— И что бы тогда было, капитан?
Услыхав этот вопрос и еще не видя, кто его задал, Наполеон резко повернулся на массивных каблуках, делавших его выше. Увидав, кто его об этом спрашивает, он побледнел как мел, однако сразу же взял себя в руки и, глядя исподлобья на мадам Богарне, коротко ответил:
— Я бы надел на вашу голову корону!
Это было в 1793 году… Жозефина тогда рассмеялась, а через минуту уже забыла, что ей сказал этот маленький капитан. Но сам Наполеон этого не забыл и сдержал слово. Через двенадцать лет он сам себя короновал, причем не опускаясь на колени, как делали все предшествовавшие ему французские короли, а стоя. Потом, своими же собственными руками, он короновал Жозефину. Она-то как раз стояла на коленях на шитой золотом пурпурной подушечке. Под грузом императорского дара Наполеона она лишь слегка склонила голову, словно большой цветок под слишком тяжелыми и частыми дождевыми каплями. А папа Пий VII, покинувший ради такой необычайной церемонии Ватикан и Рим, чего, согласно церковному закону, никак не должен был делать, стоял в растерянности. Он был не нужен. Ему осталось только поднять свои дрожащие пастырские руки и благословить две эти императорские головы, коронованные без его воли и участия…
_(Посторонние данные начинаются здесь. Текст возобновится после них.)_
//! Dashboard Component
//!
//! Four read-only fetches issued concurrently on mount, each reduced into
//! its own store field and rendered into its own region. A failed fetch
//! leaves its region in the empty state and never disturbs the other
//! three.

use leptos::prelude::*;
use leptos::task::spawn_local;
use reactive_stores::Store;

use crate::api::use_api;
use crate::format::{short_date, short_time, today_string};
use crate::models::{DailyLog, Mood, Note, StudySession, Task};
use crate::store::{DashboardState, DashboardStateStoreFields, DashboardStore};
use crate::summary::{
    mood_histogram, recent_notes, recent_tasks, todays_sessions, truncate_with_ellipsis,
};

const DASHBOARD_NOTE_CHARS: usize = 100;

#[component]
pub fn Dashboard() -> impl IntoView {
    let api = use_api();
    let store: DashboardStore = Store::new(DashboardState::default());

    // Four independent loads; completion order is unconstrained.
    Effect::new(move |_| {
        spawn_local(async move {
            match api.list::<Task>("/tasks").await {
                Ok(tasks) => *store.recent_tasks().write() = recent_tasks(&tasks),
                Err(err) => {
                    web_sys::console::error_1(&format!("dashboard tasks load: {err}").into())
                }
            }
        });
        spawn_local(async move {
            match api.list::<StudySession>("/sessions").await {
                Ok(sessions) => {
                    *store.todays_sessions().write() =
                        todays_sessions(&sessions, &today_string());
                }
                Err(err) => {
                    web_sys::console::error_1(&format!("dashboard sessions load: {err}").into())
                }
            }
        });
        spawn_local(async move {
            match api.list::<Note>("/notes").await {
                Ok(notes) => *store.recent_notes().write() = recent_notes(&notes),
                Err(err) => {
                    web_sys::console::error_1(&format!("dashboard notes load: {err}").into())
                }
            }
        });
        spawn_local(async move {
            match api.list::<DailyLog>("/logs").await {
                Ok(logs) => *store.mood_counts().write() = mood_histogram(&logs),
                Err(err) => {
                    web_sys::console::error_1(&format!("dashboard logs load: {err}").into())
                }
            }
        });
    });

    view! {
        <div class="dashboard-grid">
            <div class="card dashboard-region">
                <h4>"Recent Tasks"</h4>
                {move || {
                    let tasks = store.recent_tasks().get();
                    if tasks.is_empty() {
                        return view! { <p class="muted">"No tasks yet."</p> }.into_any();
                    }
                    tasks
                        .into_iter()
                        .map(|task| {
                            let deadline = task
                                .deadline
                                .as_deref()
                                .map(short_date)
                                .unwrap_or_default();
                            view! {
                                <div class="dashboard-row">
                                    <div class="row-between">
                                        <h6>{task.title.clone()}</h6>
                                        <small class="muted">{deadline}</small>
                                    </div>
                                    <p>{task.description.clone().unwrap_or_default()}</p>
                                    <small class="muted">
                                        {task
                                            .category_name
                                            .clone()
                                            .unwrap_or_else(|| "No category".to_string())}
                                    </small>
                                </div>
                            }
                        })
                        .collect_view()
                        .into_any()
                }}
            </div>

            <div class="card dashboard-region">
                <h4>"Today's Sessions"</h4>
                {move || {
                    let sessions = store.todays_sessions().get();
                    if sessions.is_empty() {
                        return view! { <p class="muted">"No sessions recorded today."</p> }
                            .into_any();
                    }
                    sessions
                        .into_iter()
                        .map(|session| {
                            view! {
                                <div class="dashboard-row">
                                    <div class="row-between">
                                        <strong>
                                            {session
                                                .task_title
                                                .clone()
                                                .unwrap_or_else(|| "General Session".to_string())}
                                        </strong>
                                        <span>{format!("{} mins", session.duration_minutes)}</span>
                                    </div>
                                    <span>
                                        {format!(
                                            "{} - {}",
                                            short_time(&session.start_time),
                                            short_time(&session.end_time),
                                        )}
                                    </span>
                                    <small class="muted">
                                        {session.notes.clone().unwrap_or_default()}
                                    </small>
                                </div>
                            }
                        })
                        .collect_view()
                        .into_any()
                }}
            </div>

            <div class="card dashboard-region">
                <h4>"Recent Notes"</h4>
                {move || {
                    let notes = store.recent_notes().get();
                    if notes.is_empty() {
                        return view! { <p class="muted">"No notes yet."</p> }.into_any();
                    }
                    notes
                        .into_iter()
                        .map(|note| {
                            view! {
                                <div class="dashboard-row">
                                    <h6>{note.title.clone()}</h6>
                                    <p>{truncate_with_ellipsis(&note.content, DASHBOARD_NOTE_CHARS)}</p>
                                    <small class="muted">
                                        {format!("Last updated: {}", note.updated_at)}
                                    </small>
                                </div>
                            }
                        })
                        .collect_view()
                        .into_any()
                }}
            </div>

            <div class="card dashboard-region">
                <h4>"Mood Breakdown"</h4>
                {move || {
                    let counts = store.mood_counts().get();
                    if counts.total() == 0 {
                        return view! { <p class="muted">"No logs recorded yet."</p> }.into_any();
                    }
                    let total = counts.total();
                    Mood::ALL
                        .into_iter()
                        .map(|mood| {
                            let count = counts.get(mood);
                            let width = (count * 100) / total;
                            view! {
                                <div class="row-between mood-row">
                                    <span class=format!("badge {}", mood.badge_class())>
                                        {mood.label()}
                                    </span>
                                    <span
                                        class="mood-bar"
                                        style=format!("width: {width}%")
                                    ></span>
                                    <span>{count}</span>
                                </div>
                            }
                        })
                        .collect_view()
                        .into_any()
                }}
            </div>
        </div>
    }
}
Мадам Богарне, женщина с сомнительной репутацией, томившаяся в кармелитской тюрьме, когда Наполеон взял Тулон и сделал первый шаг к своей чудесной карьере, потерявшая мужа на гильотине и не знавшая, как ей содержать двух своих детей, выйдя на свободу, — та же самая мадам Богарне стала теперь императрицей Франции и Италии. И перед нею склонились гордые головы всех французских аристократов. Послы Англии, Австрии и далекой России снимали теперь перед нею свои украшенные перьями шляпы.
Все произошло как в сказке. Даже великолепие ее коронации, состоявшейся в старейшей церкви Парижа, было таким, что затмевало размах и помпезную роскошь самого Людовика XIV, «короля-солнце».
А Давид, самый значительный французский художник того времени, тот самый Давид, который незадолго до девятого термидора кричал столь мелодраматично с галерки в Конвенте: «О Робеспьер! Я хочу умереть вместе с тобой!», — не умер. И даже не помышлял о том, чтобы умереть. Вместо этого он очень быстро сориентировался в новой ситуации, сложившейся после смерти Робеспьера, а позднее перебежал от якобинцев к Директории. Повсюду он прибивался к сильнейшему. Теперь он слыл самым пылким бонапартистом. И с высоко артистичным и почти правдоподобным воодушевлением изобразил всю церемонию, состоявшуюся в Нотр-Даме. Он классически точно и живописно ухватил тот момент, когда Наполеон короновал Жозефину. Даже царственную римско-императорскую складку в уголке губ Наполеона Давид не забыл и увековечил для грядущих поколений.
За двенадцать лет после изгнания англичан из Тулона Наполеон сделал столь замечательную карьеру, что его можно было сравнить с Александром Македонским. Из «пти-капитэн», маленького капитана, как его называли когда-то товарищи, он превратился в бригадного генерала. Из бригадного генерала — в главнокомандующего всей итальянской армией. Из главнокомандующего — пожизненным консулом, а из консула — императором. Он совершил тигриный прыжок к своему величию. А в прыжке где-то потерял свое смешное имя, выдававшее в нем итальянского провинциала. Теперь его уже называли не Наполеоне, а Наполеон. Не Буонапарте, а Бонапарт. В Париже, обладающем таким тонким слухом ко всему, что касается языка, и такой склонностью насмехаться над иностранными варваризмами, это чуть сокращенное и надлежащим образом отшлифованное имя гораздо лучше подходило для императора. Оно шло ему так же, как сабля из дамасской стали в осыпанных бриллиантами ножнах, которую ему подарил после проигранного сражения египетский султан. Наполеон носил ее с тех пор на всех военных парадах.
Привязчивая песенка, когда-то преследовавшая его, жужжавшая в ушах, словно какая-то бесприютная душа, о недостижимых целях и о страстях, которые никогда не будут удовлетворены, — эта самая песенка уже давно обрела плоть и кровь; реальность превзошла все фантазии.
Ха-ха, разве только Париж?.. Вся Франция была уже давно подарена ему воодушевлением народных масс, армейских полков, женщин… Париж был только частью этого дара, как и большой синий алмаз[208] в его короне. Париж принадлежал ему вместе со всеми своими дворцами Лувра и Тюильри и со всеми менее грандиозными резиденциями, оставшимися еще от Бурбонов и Капетингов: в Версале, Венсене, Фонтенбло, Компьене, в Багателе.